• **Required work**:
Begin at the first line of the records below and, please, give each line again exactly until the line with "let deadline = Instant::now()" is included.

• **Information provided**:

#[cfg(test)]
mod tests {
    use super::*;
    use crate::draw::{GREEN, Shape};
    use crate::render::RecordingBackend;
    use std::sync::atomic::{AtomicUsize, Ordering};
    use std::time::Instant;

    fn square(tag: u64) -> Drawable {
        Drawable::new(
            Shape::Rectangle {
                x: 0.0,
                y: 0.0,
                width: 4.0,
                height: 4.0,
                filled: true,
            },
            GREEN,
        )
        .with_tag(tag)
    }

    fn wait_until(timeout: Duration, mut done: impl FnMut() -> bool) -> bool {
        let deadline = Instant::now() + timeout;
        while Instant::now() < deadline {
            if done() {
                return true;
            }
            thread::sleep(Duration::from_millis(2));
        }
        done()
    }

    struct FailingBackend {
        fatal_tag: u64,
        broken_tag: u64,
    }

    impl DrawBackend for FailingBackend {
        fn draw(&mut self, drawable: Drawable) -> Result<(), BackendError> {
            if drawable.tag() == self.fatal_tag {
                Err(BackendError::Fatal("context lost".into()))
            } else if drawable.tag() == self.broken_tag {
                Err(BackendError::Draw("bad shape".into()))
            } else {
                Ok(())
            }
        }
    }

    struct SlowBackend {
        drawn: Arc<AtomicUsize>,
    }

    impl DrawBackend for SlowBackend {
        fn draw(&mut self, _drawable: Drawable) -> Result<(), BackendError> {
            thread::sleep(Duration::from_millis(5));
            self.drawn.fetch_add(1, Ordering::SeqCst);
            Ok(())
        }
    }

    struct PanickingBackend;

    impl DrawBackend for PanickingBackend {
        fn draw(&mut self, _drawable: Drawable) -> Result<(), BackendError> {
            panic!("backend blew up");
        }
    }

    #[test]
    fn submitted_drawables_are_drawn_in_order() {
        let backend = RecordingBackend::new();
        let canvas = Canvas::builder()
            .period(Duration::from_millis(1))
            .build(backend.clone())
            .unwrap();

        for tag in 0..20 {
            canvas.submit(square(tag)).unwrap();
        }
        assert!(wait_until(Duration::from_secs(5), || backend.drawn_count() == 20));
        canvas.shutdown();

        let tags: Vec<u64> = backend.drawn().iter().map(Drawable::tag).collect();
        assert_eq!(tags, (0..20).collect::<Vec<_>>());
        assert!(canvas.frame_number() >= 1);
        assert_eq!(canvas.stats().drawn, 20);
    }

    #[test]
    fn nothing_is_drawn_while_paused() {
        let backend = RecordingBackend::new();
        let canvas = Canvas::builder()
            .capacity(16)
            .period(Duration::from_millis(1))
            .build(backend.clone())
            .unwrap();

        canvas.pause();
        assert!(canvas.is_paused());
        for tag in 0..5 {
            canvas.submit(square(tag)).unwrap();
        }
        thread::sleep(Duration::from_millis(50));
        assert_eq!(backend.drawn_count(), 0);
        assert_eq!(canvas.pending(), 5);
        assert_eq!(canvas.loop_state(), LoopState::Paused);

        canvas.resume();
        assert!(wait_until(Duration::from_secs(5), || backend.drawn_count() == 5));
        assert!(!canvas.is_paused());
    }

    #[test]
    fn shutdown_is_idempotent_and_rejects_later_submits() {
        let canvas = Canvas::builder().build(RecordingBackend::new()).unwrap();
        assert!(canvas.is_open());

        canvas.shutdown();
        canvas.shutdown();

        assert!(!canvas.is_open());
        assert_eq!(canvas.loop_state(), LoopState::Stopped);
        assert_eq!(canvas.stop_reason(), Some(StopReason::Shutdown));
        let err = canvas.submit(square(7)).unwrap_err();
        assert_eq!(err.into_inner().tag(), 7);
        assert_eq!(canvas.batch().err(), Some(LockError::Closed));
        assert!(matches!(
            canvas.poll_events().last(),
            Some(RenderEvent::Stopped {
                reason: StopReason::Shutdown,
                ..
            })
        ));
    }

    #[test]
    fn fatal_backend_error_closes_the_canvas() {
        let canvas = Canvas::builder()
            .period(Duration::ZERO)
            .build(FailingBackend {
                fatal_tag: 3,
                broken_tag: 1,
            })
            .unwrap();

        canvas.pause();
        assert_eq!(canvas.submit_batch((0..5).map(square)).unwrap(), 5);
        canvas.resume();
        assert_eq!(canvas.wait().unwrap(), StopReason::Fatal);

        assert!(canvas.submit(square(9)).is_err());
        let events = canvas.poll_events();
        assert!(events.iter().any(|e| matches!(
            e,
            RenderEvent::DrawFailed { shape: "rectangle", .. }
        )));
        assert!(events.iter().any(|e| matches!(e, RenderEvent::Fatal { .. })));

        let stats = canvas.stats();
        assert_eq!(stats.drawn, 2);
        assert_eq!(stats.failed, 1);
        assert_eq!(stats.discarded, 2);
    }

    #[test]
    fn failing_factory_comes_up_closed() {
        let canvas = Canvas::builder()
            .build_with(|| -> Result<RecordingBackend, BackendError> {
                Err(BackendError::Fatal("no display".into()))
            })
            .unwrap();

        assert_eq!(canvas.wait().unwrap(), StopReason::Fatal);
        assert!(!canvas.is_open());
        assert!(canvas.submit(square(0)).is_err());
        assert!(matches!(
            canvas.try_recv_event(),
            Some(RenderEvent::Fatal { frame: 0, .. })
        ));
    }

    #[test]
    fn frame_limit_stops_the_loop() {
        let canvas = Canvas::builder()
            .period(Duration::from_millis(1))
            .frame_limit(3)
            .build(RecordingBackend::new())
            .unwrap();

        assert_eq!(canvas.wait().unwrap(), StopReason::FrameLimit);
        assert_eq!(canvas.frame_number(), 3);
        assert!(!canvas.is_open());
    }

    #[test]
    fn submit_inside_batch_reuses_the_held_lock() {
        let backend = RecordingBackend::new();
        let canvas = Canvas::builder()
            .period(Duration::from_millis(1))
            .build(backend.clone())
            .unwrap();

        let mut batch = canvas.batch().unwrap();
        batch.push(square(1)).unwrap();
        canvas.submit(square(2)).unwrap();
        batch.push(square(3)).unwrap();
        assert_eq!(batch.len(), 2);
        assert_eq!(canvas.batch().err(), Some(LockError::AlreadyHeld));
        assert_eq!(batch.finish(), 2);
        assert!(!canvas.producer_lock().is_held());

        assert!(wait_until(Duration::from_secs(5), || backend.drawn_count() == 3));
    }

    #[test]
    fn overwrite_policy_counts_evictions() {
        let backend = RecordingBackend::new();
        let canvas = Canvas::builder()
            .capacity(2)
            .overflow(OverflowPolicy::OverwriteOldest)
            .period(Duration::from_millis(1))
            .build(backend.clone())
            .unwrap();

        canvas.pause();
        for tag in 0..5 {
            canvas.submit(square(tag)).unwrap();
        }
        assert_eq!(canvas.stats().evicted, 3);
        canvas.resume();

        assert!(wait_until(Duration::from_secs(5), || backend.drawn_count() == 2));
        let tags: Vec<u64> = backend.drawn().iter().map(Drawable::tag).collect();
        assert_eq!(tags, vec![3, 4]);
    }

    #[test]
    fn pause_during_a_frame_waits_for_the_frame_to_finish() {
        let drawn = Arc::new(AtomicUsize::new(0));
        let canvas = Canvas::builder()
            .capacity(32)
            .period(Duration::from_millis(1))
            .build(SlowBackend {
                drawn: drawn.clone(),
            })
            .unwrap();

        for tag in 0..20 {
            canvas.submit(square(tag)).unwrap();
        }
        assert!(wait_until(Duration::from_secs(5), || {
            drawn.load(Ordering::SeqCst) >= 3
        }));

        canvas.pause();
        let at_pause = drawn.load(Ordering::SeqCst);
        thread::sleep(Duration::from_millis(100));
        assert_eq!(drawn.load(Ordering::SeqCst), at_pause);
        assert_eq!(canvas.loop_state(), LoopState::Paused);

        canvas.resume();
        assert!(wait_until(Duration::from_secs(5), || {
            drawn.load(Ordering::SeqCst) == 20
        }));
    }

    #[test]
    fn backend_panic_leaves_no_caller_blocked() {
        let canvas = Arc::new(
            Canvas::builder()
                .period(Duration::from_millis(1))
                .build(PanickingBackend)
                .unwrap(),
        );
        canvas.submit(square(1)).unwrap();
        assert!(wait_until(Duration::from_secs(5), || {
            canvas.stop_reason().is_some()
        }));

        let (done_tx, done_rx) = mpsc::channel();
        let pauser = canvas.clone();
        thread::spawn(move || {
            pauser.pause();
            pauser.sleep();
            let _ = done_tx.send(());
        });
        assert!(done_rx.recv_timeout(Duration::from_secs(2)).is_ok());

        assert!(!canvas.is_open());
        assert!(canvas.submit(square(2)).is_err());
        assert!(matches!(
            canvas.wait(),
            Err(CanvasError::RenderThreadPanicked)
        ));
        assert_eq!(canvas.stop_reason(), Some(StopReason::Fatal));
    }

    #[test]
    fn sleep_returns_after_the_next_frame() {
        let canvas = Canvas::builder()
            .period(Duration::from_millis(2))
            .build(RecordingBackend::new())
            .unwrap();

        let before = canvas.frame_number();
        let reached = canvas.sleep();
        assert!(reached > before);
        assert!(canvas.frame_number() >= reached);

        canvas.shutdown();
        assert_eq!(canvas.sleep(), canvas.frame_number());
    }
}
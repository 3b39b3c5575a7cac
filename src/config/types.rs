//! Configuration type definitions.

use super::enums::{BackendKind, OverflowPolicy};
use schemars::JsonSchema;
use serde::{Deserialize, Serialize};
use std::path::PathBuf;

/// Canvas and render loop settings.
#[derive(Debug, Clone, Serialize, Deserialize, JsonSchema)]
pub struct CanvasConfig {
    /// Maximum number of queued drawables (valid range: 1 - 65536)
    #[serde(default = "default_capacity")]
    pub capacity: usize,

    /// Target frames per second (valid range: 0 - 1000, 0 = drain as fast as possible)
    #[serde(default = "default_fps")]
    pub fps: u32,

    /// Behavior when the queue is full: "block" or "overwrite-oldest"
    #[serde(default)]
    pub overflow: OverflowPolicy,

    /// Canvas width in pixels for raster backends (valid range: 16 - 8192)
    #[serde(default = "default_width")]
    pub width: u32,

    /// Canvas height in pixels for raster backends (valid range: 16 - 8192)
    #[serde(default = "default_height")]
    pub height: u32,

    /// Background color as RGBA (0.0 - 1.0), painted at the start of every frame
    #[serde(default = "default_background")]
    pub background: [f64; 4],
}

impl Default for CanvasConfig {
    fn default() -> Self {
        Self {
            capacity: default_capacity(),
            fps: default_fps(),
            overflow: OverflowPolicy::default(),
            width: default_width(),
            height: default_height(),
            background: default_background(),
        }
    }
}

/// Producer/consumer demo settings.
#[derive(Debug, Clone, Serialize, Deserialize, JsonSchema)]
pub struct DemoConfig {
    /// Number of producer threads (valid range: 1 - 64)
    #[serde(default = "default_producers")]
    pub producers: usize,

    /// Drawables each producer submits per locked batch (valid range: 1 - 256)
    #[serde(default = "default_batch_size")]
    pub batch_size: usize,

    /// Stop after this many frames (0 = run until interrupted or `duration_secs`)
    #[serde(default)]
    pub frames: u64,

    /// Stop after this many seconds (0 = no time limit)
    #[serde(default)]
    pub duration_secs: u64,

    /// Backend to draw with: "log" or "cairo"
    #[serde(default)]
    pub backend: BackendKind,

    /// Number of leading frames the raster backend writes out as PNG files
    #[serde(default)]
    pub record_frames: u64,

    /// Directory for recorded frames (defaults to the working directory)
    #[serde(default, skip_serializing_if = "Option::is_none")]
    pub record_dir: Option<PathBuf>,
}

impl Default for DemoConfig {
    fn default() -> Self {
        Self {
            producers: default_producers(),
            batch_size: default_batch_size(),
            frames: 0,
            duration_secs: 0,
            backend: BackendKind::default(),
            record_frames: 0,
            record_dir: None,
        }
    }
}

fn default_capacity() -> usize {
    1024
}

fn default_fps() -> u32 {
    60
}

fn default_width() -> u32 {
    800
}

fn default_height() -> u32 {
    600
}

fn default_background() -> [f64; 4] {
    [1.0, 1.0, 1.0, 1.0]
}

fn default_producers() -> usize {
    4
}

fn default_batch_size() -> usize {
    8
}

• **Exercise response**:
#[cfg(test)]
mod tests {
    use super::*;
    use crate::draw::{GREEN, Shape};
    use crate::render::RecordingBackend;
    use std::sync::atomic::{AtomicUsize, Ordering};
    use std::time::Instant;

    fn square(tag: u64) -> Drawable {
        Drawable::new(
            Shape::Rectangle {
                x: 0.0,
                y: 0.0,
                width: 4.0,
                height: 4.0,
                filled: true,
            },
            GREEN,
        )
        .with_tag(tag)
    }

    fn wait_until(timeout: Duration, mut done: impl FnMut() -> bool) -> bool {
        let deadline = Instant::now() + timeout;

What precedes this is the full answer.